19 Ocak 2007

Seni Beklerken

Bir komşumuz vardı Nilüfer abla . Daha evliliğimin ilk yılında hamile olduğumdan şüphelendiğim bir sırada demiştiki bana: " Bak Elif'çim çok iyi düşün. Hayatta herşeyden vazgeçersin. İşinden sıkılırsın çantanı alıp çıkarsın, arkadaşından artık hoşlanmıyorsundur görüşmezsin olur biter, hayatta yaptığın pekçokşeyden vazgeçmek senin elindedir. Ama annelikk.. annelik bir ömürboyu.. Bundan yok geriye dönüşü.Bu çok yorucu bir şey büyük soromlulukmuş vazgeçtim diyemezsin. Büyüdüğünde görüşmesenizde, konuşmasanızda uzakta da olsa sen heppp annesin ."
Bu konuşmanın üzerinden 6 yıl geçmişti. 2005 yılının Şubat ayıydı malum soğuk . Oysaki yüzümden yalın fışkırıyordu. Az önce evde test yapmış ve sonucunda çift çizgi çıkmıştı. Biri biraz silik çıkmıştı sanki. Hemen tlf a sarılıp " abla test yaptım ama 2. çizgi net değil var mıdır sence?" karşılığında aldığım ses heyecanlanmıştı .Kızım delimisin siliği neti olmaz gözle görülebiliyorsa çizgi varsa vardır.Sen hamilesin!!!!::)))" Yupppii işte onaylanmıştı ve ben hamileydim. Fadıl a nasıl söyleseydim acaba.. Haftasonu dışarda yenecek romantik bir yemek? yok o çok uzun. Hemen ertesi gece olsun. Aman Boverr 24 saat beklemem lazım sabredemiycem .şimdi içeri gir ve söyle ama nasıl ! Ayaklarım yatakodasından koridora yola çıktı bile çok az vaktim var karar ver çığlık mı atmalı , boynuna mı sarılıp tebrıkler baba oluyorsun mu demeli. Son iki adım. Ve elimi uzatıp o kadar romantik şeyi bir kaç saniyede düşündükten sonra neyaptım beğenirsiniz. Elimi uzatıp dedim, elinimi tuttum hayırr......... Çünkü elimde basit bir idrar testi .

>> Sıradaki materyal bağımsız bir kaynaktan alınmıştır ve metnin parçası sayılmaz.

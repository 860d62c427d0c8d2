//! Protocol errors - errors raised while encoding or decoding gateway payloads

use thiserror::Error;

use crate::protocol::OpCode;

/// Protocol layer errors
#[derive(Debug, Error)]
pub enum ProtocolError {
    /// The payload is not valid JSON or does not match the expected shape
    #[error("Malformed payload: {0}")]
    Json(#[from] serde_json::Error),

    /// The envelope carries a different op code than the parser expected
    #[error("Unexpected op code: expected {expected}, got {actual}")]
    UnexpectedOpCode { expected: OpCode, actual: OpCode },

    /// An op number outside the protocol's table
    #[error("Unknown op code {0}")]
    UnknownOpCode(u8),

    /// The envelope's data field is null where a body is required
    #[error("Missing payload data for {0}")]
    MissingData(OpCode),
}
//! # gateway-core
//!
//! Protocol layer for the real-time gateway: op codes, close codes, the wire
//! envelope, payload shapes, credentials, and decoded dispatch events.
//! This crate has zero dependencies on transport or runtime.

pub mod error;
pub mod events;
pub mod protocol;
pub mod traits;
pub mod value_objects;

// Re-export commonly used types at crate root
pub use error::ProtocolError;
pub use events::{DispatchEvent, GatewayEventType};
pub use protocol::{
    ClientProperties, ClientState, CloseCode, CloseDisposition, GatewayPayload, HelloPayload,
    IdentifyPayload, OpCode, OpDirection, PresencePayload, PresenceStatus, ReadyPayload,
    ResumePayload,
};
pub use traits::{CredentialProvider, StaticCredentialProvider};
pub use value_objects::{AccountKind, Credential, Intents, Token};
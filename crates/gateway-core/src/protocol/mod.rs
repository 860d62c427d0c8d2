//! Gateway protocol definitions
//!
//! Defines the gateway protocol including op codes, message formats, and close codes.

mod close_codes;
mod messages;
mod opcodes;
mod payloads;

pub use close_codes::{CloseCode, CloseDisposition};
pub use messages::GatewayPayload;
pub use opcodes::{OpCode, OpDirection};
pub use payloads::{
    ClientProperties, ClientState, HelloPayload, IdentifyPayload, PresencePayload,
    PresenceStatus, ReadyPayload, ResumePayload,
};
//! Session state machine
//!
//! `handle(input, now)` updates the state and returns the effects to carry
//! out. The machine performs no I/O; the runner executes its effects and
//! feeds back what happened.

use gateway_common::ReconnectConfig;
use gateway_core::{
    CloseCode, CloseDisposition, Credential, DispatchEvent, GatewayEventType, GatewayPayload,
    OpCode, PresencePayload,
};
use std::time::Duration;
use tokio::time::Instant;
use url::Url;

use super::{Backoff, ConnectionState, HandshakeKind, Session};
use crate::events::{ClientEvent, ClientStatus};
use crate::handshake;
use crate::heartbeat::{HeartbeatController, HeartbeatSignal};
use crate::transport::GatewayEndpoint;

/// Consecutive malformed payloads tolerated before the connection is recycled
pub const MALFORMED_LIMIT: u32 = 5;

/// Something that happened
#[derive(Debug, Clone)]
pub enum SessionInput {
    /// Caller asked to connect
    Start(Credential),
    /// The transport requested by `Effect::Connect` is open
    TransportOpened,
    /// The transport requested by `Effect::Connect` could not be opened
    TransportFailed(String),
    /// The open transport is gone, with the close code if one is known
    TransportClosed { code: Option<u16> },
    /// A decoded payload
    Payload(GatewayPayload),
    /// A frame that could not be decoded into a payload
    Malformed(String),
    /// The connection's byte stream can no longer be decoded at all
    ProtocolViolation(String),
    /// Heartbeat timer fired
    HeartbeatTick,
    /// Reconnect timer fired
    BackoffElapsed,
    /// Caller asked to close
    Close { code: u16 },
    /// Caller asked to change presence
    UpdatePresence(PresencePayload),
}

/// Something to do
#[derive(Debug, Clone, PartialEq)]
pub enum Effect {
    /// Open a transport to this URL
    Connect { url: Url },
    /// Send a payload on the open transport
    Send(GatewayPayload),
    /// Close the transport (or abandon the pending connect), then report
    /// `TransportClosed` with this code
    Disconnect { code: u16 },
    /// (Re)arm the heartbeat timer
    ScheduleHeartbeat(Duration),
    CancelHeartbeat,
    /// Arm the reconnect timer
    ScheduleReconnect(Duration),
    CancelReconnect,
    /// Deliver to the consumer
    Emit(ClientEvent),
}

pub struct SessionMachine {
    state: ConnectionState,
    session: Session,
    credential: Option<Credential>,
    endpoint: GatewayEndpoint,
    heartbeat: HeartbeatController,
    backoff: Backoff,
    max_reconnect_attempts: Option<u32>,
    malformed_streak: u32,
}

"Bak hayatım burda ne var" !!!!!!!!!!!
"Bu ne?"
"Testtttt"
"Ne testii"
"İdrar"
"Ne!! bu şey şimdi sidikli mi?!!"
"Evet ama bu önemli değil kii. Hamileyim onu demeye çalışıyorum"

İşte biraz garip bir üsluplada olsa söylemiştim. O baba bense anne olacaktım ya önemli olan bu . Biz karı koca romantizmi pek beceremiyoruz galiba. Bir keresinde evlilik yıldönümümüzde evde hoş bir masa hazırlayıp mumları yakıp karanlıkta karşılamıştım kocamı . Kapıyı açınca dediği şeye bakar mısınız. Aaaa hayatım elektrikler mi kesik... ::(((( Hoppaaa gitti bütün romantizimm.. Mumlar söndü. Hey dedim Edison amcaaa .Ben şimdi sana mı kızayımmm kocamamıı.. Neyseee. Nerden girdim bu konuyaaa.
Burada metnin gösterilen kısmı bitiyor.